Llamarlos “neanderthales”, “homínidos” o simplemente “humanoides” es sólo un intento de nombrar algo concreto para lo que no tengo nombre. También podría decir “bárbaros”, pero así la cosa se complica aún más, porque todos tenemos más o menos un origen de barbarie, según la historia. De lo que sí estoy seguro es de que es un fenómeno creciente. Donde antes sólo había cuatro gamberros, ahora hay cuarenta; donde antes había mil, ahora hay un millón.
¿Será esto el final del mundo civilizado?

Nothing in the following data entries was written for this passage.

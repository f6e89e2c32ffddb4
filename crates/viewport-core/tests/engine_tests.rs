// Host-side tests for the engine facade: change detection, debounced
// retargeting, theme and resize handling, all against a recording target.

use instant::Instant;
use std::time::Duration;
use viewport_core::animation::Animation;
use viewport_core::engine::distance_only_change;
use viewport_core::{
    FrameView, RenderTarget, Resolution, ScreenSpec, Theme, ViewMode, ViewportConfig,
    ViewportEngine, ViewportError, ViewportSize,
};

#[derive(Default)]
struct Recorder {
    frames: usize,
    resizes: Vec<ViewportSize>,
    revisions: Vec<u64>,
    fail: bool,
}

impl RenderTarget for Recorder {
    fn resize(&mut self, size: ViewportSize) {
        self.resizes.push(size);
    }

    fn render(&mut self, frame: &FrameView<'_>) -> anyhow::Result<()> {
        if self.fail {
            anyhow::bail!("device lost");
        }
        self.frames += 1;
        self.revisions.push(frame.scene.revision);
        Ok(())
    }
}

fn specs(distances_mm: &[f64]) -> Vec<ScreenSpec> {
    distances_mm
        .iter()
        .enumerate()
        .map(|(i, &d)| ScreenSpec::flat(24.0, Resolution::new(1920, 1080), d, i as u32 + 1))
        .collect()
}

fn engine() -> ViewportEngine<Recorder> {
    let mut e = ViewportEngine::new(ViewportConfig::default(), Recorder::default()).unwrap();
    e.resize(1280, 720).unwrap();
    e
}

fn orbit_pivot(e: &ViewportEngine<Recorder>) -> Option<glam::Vec3> {
    match e.controller().animation() {
        Animation::Orbit(a) => Some(a.target_pivot),
        _ => None,
    }
}

#[test]
fn invalid_config_is_rejected() {
    let config = ViewportConfig {
        lerp_ratio: 1.5,
        ..Default::default()
    };
    let err = ViewportEngine::new(config, Recorder::default()).err().unwrap();
    assert!(matches!(err, ViewportError::InvalidConfig(_)));
}

#[test]
fn unchanged_screens_skip_the_rebuild() {
    let mut e = engine();
    e.update_screens(&specs(&[600.0])).unwrap();
    let rev = e.scene().revision;
    e.update_screens(&specs(&[600.0])).unwrap();
    assert_eq!(e.scene().revision, rev);
    e.update_screens(&specs(&[600.0, 800.0])).unwrap();
    assert!(e.scene().revision > rev);
    assert_eq!(e.scene().screens.len(), 2);
}

#[test]
fn rejected_update_keeps_the_previous_scene() {
    let mut e = engine();
    e.update_screens(&specs(&[600.0])).unwrap();
    let rev = e.scene().revision;
    let err = e.update_screens(&specs(&[600.0, -1.0])).unwrap_err();
    assert!(matches!(err, ViewportError::InvalidSpec { index: 1, .. }));
    assert_eq!(e.scene().revision, rev);
    assert_eq!(e.screens(), specs(&[600.0]).as_slice());
}

#[test]
fn json_updates_parse_then_apply() {
    let mut e = engine();
    e.update_screens_json(
        r#"[{"diagonalInches":34,"resolution":{"widthPx":3440,"heightPx":1440},
            "viewingDistanceMm":700,"curvatureRadiusMm":1500}]"#,
    )
    .unwrap();
    assert!(e.scene().screens[0].panel.is_curved());
    assert!(matches!(
        e.update_screens_json("not json"),
        Err(ViewportError::Json(_))
    ));
}

#[test]
fn distance_only_detection() {
    assert!(distance_only_change(&specs(&[600.0]), &specs(&[650.0])));
    assert!(!distance_only_change(&[], &specs(&[650.0])));
    assert!(!distance_only_change(&specs(&[600.0]), &specs(&[600.0, 700.0])));
    let mut resized = specs(&[600.0]);
    resized[0].diagonal_inches = 27.0;
    assert!(!distance_only_change(&specs(&[600.0]), &resized));
}

#[test]
fn distance_edits_are_debounced_and_reset() {
    let t0 = Instant::now();
    let ms = |n: u64| t0 + Duration::from_millis(n);
    let mut e = engine();
    e.set_view_mode(ViewMode::Isometric);
    e.update_screens_at(&specs(&[600.0]), t0).unwrap();
    assert!(!e.retarget_pending());
    let first = orbit_pivot(&e).unwrap();
    assert!((first.z + 0.3).abs() < 1e-5);

    // Geometry follows at once, the camera waits.
    e.update_screens_at(&specs(&[700.0]), ms(10)).unwrap();
    assert!(e.retarget_pending());
    assert!((e.scene().screens[0].panel.axis_position_m + 0.7).abs() < 1e-5);
    e.tick(ms(100)).unwrap();
    assert!(e.retarget_pending());

    // Another edit restarts the window.
    e.update_screens_at(&specs(&[800.0]), ms(120)).unwrap();
    e.tick(ms(200)).unwrap();
    assert!(e.retarget_pending());
    e.tick(ms(280)).unwrap();
    assert!(!e.retarget_pending());
    let pivot = orbit_pivot(&e).unwrap();
    assert!((pivot.z + 0.4).abs() < 1e-5);
}

#[test]
fn structural_edit_cancels_pending_debounce() {
    let t0 = Instant::now();
    let mut e = engine();
    e.set_view_mode(ViewMode::Isometric);
    e.update_screens_at(&specs(&[600.0]), t0).unwrap();
    e.update_screens_at(&specs(&[700.0]), t0).unwrap();
    assert!(e.retarget_pending());
    e.update_screens_at(&specs(&[700.0, 1000.0]), t0 + Duration::from_millis(20))
        .unwrap();
    assert!(!e.retarget_pending());
    let pivot = orbit_pivot(&e).unwrap();
    assert!((pivot.z + 0.5).abs() < 1e-5);
}

#[test]
fn theme_retints_without_touching_geometry() {
    let mut e = engine();
    e.update_screens(&specs(&[600.0, 900.0])).unwrap();
    let before = e.scene().clone();
    e.set_theme(Theme::Light).unwrap();
    let after = e.scene();
    assert_eq!(after.screens, before.screens);
    assert_eq!(after.indicator.dashes, before.indicator.dashes);
    assert_ne!(after.marker.color, before.marker.color);
    assert_ne!(after.indicator.color, before.indicator.color);
    let rev = after.revision;
    e.set_theme(Theme::Light).unwrap();
    assert_eq!(e.scene().revision, rev);
}

#[test]
fn resize_updates_projection_line_width_and_target() {
    let mut e = engine();
    e.update_screens(&specs(&[600.0])).unwrap();
    let narrow = e.scene().indicator.width_px;
    e.resize(2560, 1440).unwrap();
    assert!(e.scene().indicator.width_px > narrow);
    assert!((e.controller().camera().aspect - 16.0 / 9.0).abs() < 1e-5);
    assert_eq!(
        e.target().resizes.last().copied(),
        Some(ViewportSize::new(2560, 1440))
    );
    // Same size again: nothing to do.
    let count = e.target().resizes.len();
    e.resize(2560, 1440).unwrap();
    assert_eq!(e.target().resizes.len(), count);
}

#[test]
fn indicator_reaches_the_furthest_screen() {
    let mut e = engine();
    e.update_screens(&specs(&[600.0, 900.0])).unwrap();
    let dashes = &e.scene().indicator.dashes;
    let end = dashes.last().unwrap().1;
    assert!(end.z <= -0.85 && end.z >= -0.9 - 1e-3);
    assert!(dashes.iter().all(|(a, b)| a.x == 0.0 && b.y == 0.0));
}

#[test]
fn absurdly_far_screen_still_composes() {
    let mut e = engine();
    e.update_screens(&specs(&[2.0e9])).unwrap();
    let dashes = &e.scene().indicator.dashes;
    assert_eq!(dashes.len(), viewport_core::constants::MAX_INDICATOR_DASHES);
    assert!(dashes.last().unwrap().1.z >= -2.0e6);
}

#[test]
fn tick_renders_and_shutdown_returns_the_target() {
    let mut e = engine();
    e.update_screens(&specs(&[600.0])).unwrap();
    let now = Instant::now();
    for i in 0..3 {
        e.tick(now + Duration::from_millis(16 * i)).unwrap();
    }
    let rev = e.scene().revision;
    let target = e.shutdown();
    assert_eq!(target.frames, 3);
    assert!(target.revisions.iter().all(|&r| r == rev));
}

#[test]
fn render_failures_surface_as_render_context_errors() {
    let mut e = engine();
    e.target_mut().fail = true;
    let err = e.tick(Instant::now()).unwrap_err();
    assert!(matches!(err, ViewportError::RenderContext(_)));
}
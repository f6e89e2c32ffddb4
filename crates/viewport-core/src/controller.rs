//! Camera controller: owns the live camera, the per-mode orbit/zoom/look
//! state and the running transition.

use crate::animation::{Animation, StepOutcome};
use crate::camera::{
    front_pose, isometric_target, top_pose, Camera, CameraPose, LookAroundState, OrbitState,
    ScreenExtents, ViewMode, ZoomState,
};
use crate::config::ViewportConfig;
use crate::constants::WORLD_UP;
use crate::input::{FrontInteraction, Interaction, OrbitInteraction, PointerTracker};
use crate::scene::ViewportSize;

pub struct CameraController {
    pub(crate) config: ViewportConfig,
    pub(crate) mode: ViewMode,
    pub(crate) camera: Camera,
    pub(crate) orbit: OrbitState,
    pub(crate) zoom: ZoomState,
    pub(crate) extents: ScreenExtents,
    pub(crate) animation: Animation,
    pub(crate) interaction: Interaction,
    pub(crate) pointers: PointerTracker,
    pub(crate) viewport: ViewportSize,
}

impl CameraController {
    /// Starts settled in front view.
    pub fn new(config: ViewportConfig) -> Self {
        let extents = ScreenExtents::default();
        Self {
            camera: Camera::new(&config),
            config,
            mode: ViewMode::Front,
            orbit: OrbitState::default(),
            zoom: ZoomState::default(),
            extents,
            animation: Animation::Idle,
            interaction: Interaction::Front(FrontInteraction::new(LookAroundState::with_limits(
                &extents,
            ))),
            pointers: PointerTracker::default(),
            viewport: ViewportSize::default(),
        }
    }

    pub fn mode(&self) -> ViewMode {
        self.mode
    }

    /// Base camera, without the front-view head turn.
    pub fn camera(&self) -> &Camera {
        &self.camera
    }

    pub fn orbit(&self) -> &OrbitState {
        &self.orbit
    }

    pub fn zoom(&self) -> &ZoomState {
        &self.zoom
    }

    pub fn extents(&self) -> &ScreenExtents {
        &self.extents
    }

    pub fn animation(&self) -> &Animation {
        &self.animation
    }

    pub fn is_animating(&self) -> bool {
        self.animation.is_active()
    }

    pub fn interaction(&self) -> &Interaction {
        &self.interaction
    }

    pub fn look_around(&self) -> Option<&LookAroundState> {
        match &self.interaction {
            Interaction::Front(front) => Some(&front.look),
            _ => None,
        }
    }

    /// Switch view mode and start the transition. Returns false when the mode
    /// is already active.
    pub fn set_view_mode(&mut self, mode: ViewMode) -> bool {
        if mode == self.mode {
            return false;
        }
        // Keep the current head turn as the starting pose so leaving front
        // view does not pop.
        if let Some(look) = self.look_around().copied() {
            let pose = self.camera.pose();
            self.camera.target = pose.position + look.apply(pose.direction());
            self.camera.up = look.apply(pose.up);
        }
        log::info!("[camera] view mode {:?} -> {:?}", self.mode, mode);
        self.mode = mode;
        self.interaction = match mode {
            ViewMode::Front => {
                Interaction::Front(FrontInteraction::new(LookAroundState::with_limits(
                    &self.extents,
                )))
            }
            ViewMode::Isometric => Interaction::Orbit(OrbitInteraction::default()),
            ViewMode::Top => Interaction::Disabled,
        };
        self.start_transition(true);
        true
    }

    /// New screen set: refresh extents and retarget the current mode in place.
    pub fn set_extents(&mut self, extents: ScreenExtents) {
        self.extents = extents;
        if let Interaction::Front(front) = &mut self.interaction {
            front.look.set_limits(&extents);
        }
    }

    /// Recompute the current mode's target from the extents and ease toward
    /// it from wherever the camera is now.
    pub fn retarget(&mut self) {
        self.start_transition(false);
    }

    fn start_transition(&mut self, entering: bool) {
        let seed = self.camera.pose();
        self.animation = match self.mode {
            ViewMode::Front => {
                self.orbit.enabled = false;
                self.zoom.set_factor(crate::constants::ZOOM_NEUTRAL);
                Animation::front(front_pose())
            }
            ViewMode::Top => {
                self.orbit.enabled = false;
                Animation::top(top_pose(&self.extents))
            }
            ViewMode::Isometric => {
                let iso = isometric_target(&self.extents, &self.config);
                self.orbit.enabled = true;
                if entering {
                    self.zoom = ZoomState::new(iso.base_distance);
                } else {
                    self.zoom.base_distance = iso.base_distance;
                }
                let mut target = iso.spherical;
                target.radius = self.zoom.effective_radius();
                Animation::orbit(seed, iso.orbit_target, target)
            }
        };
        log::debug!(
            "[camera] transition {:?} furthest={:.3}m",
            self.mode,
            self.extents.furthest_m
        );
    }

    pub fn resize(&mut self, viewport: ViewportSize) {
        self.viewport = viewport;
        self.camera.aspect = viewport.aspect();
    }

    /// One animation tick plus the look-around spring.
    pub fn tick(&mut self) -> StepOutcome {
        let mut pose = self.camera.pose();
        let outcome = self.animation.step(
            &mut pose,
            self.config.lerp_ratio,
            self.config.convergence_threshold,
        );
        self.camera.set_pose(pose);
        if outcome == StepOutcome::Converged {
            if self.mode == ViewMode::Isometric {
                self.orbit.target = self.camera.target;
                self.orbit.sync_from_position(self.camera.eye);
            }
            log::debug!("[camera] settled in {:?}", self.mode);
        }
        if let Interaction::Front(front) = &mut self.interaction {
            if front.drag.is_none() {
                front.look.step_spring_back(
                    self.config.spring_back_ratio,
                    self.config.spring_back_threshold,
                );
            }
        }
        outcome
    }

    /// Camera to render with: the base pose plus the head turn in front view.
    pub fn view_camera(&self) -> Camera {
        let mut cam = self.camera.clone();
        if let Some(look) = self.look_around() {
            let pose: CameraPose = self.camera.pose();
            cam.target = pose.position + look.apply(pose.direction());
            cam.up = look.apply(pose.up);
        }
        cam
    }

    pub(crate) fn apply_orbit_pose(&mut self) {
        self.camera.eye = self.orbit.camera_position();
        self.camera.target = self.orbit.target;
        self.camera.up = WORLD_UP;
    }
}
use crate::SharedEngine;
use instant::Instant;
use std::cell::{Cell, RefCell};
use std::rc::Rc;
use wasm_bindgen::closure::Closure;
use wasm_bindgen::JsCast;
use web_sys as web;

type TickClosure = Rc<RefCell<Option<Closure<dyn FnMut()>>>>;

/// requestAnimationFrame loop driving `ViewportEngine::tick`.
#[derive(Default)]
pub struct FrameLoop {
    running: Rc<Cell<bool>>,
    pending: Rc<Cell<Option<i32>>>,
    tick: TickClosure,
}

fn request_frame(tick: &TickClosure, pending: &Cell<Option<i32>>) {
    let Some(w) = web::window() else {
        return;
    };
    if let Some(cb) = tick.borrow().as_ref() {
        pending.set(w.request_animation_frame(cb.as_ref().unchecked_ref()).ok());
    }
}

impl FrameLoop {
    pub fn start(&mut self, engine: SharedEngine) {
        if self.running.replace(true) {
            return;
        }
        let running = self.running.clone();
        let pending = self.pending.clone();
        let tick_clone = self.tick.clone();
        *self.tick.borrow_mut() = Some(Closure::wrap(Box::new(move || {
            pending.set(None);
            if !running.get() {
                return;
            }
            if let Some(e) = engine.borrow_mut().as_mut() {
                if let Err(err) = e.tick(Instant::now()) {
                    log::error!("[gpu] frame failed, stopping: {}", err);
                    running.set(false);
                    return;
                }
            }
            request_frame(&tick_clone, &pending);
        }) as Box<dyn FnMut()>));
        request_frame(&self.tick, &self.pending);
    }

    /// Stop the loop and release the closure (which also breaks its self
    /// reference).
    pub fn stop(&mut self) {
        self.running.set(false);
        if let (Some(id), Some(w)) = (self.pending.take(), web::window()) {
            let _ = w.cancel_animation_frame(id);
        }
        self.tick.borrow_mut().take();
    }
}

Si es que a este mundo de cerdos y buitres se le puede llamar civilizado…
Yo, solitario, intimista, introvertido y soñador, procuro encerrarme en mi pequeño cuarto, entre cuatro paredes pobladas de libros y música de otros tiempos. Me tapo los oídos y miro al cielo desde mi ventana.
Anoche vi de nuevo, entre nubes que corrían, al gigante Orión, a Aldebarán y a la estrella azul, Sirio. Mientras, seguramente, los chavales, los neanderthales, estaban durmiendo en sus cómodas camas, soñando sus sueños de mierda.
¿El fin del mundo civilizado? Pero, ¿existió realmente alguna vez ese mundo? Quizá sólo en los sueños de algún que otro poeta, de algún que otro loco bebedor de estrellas.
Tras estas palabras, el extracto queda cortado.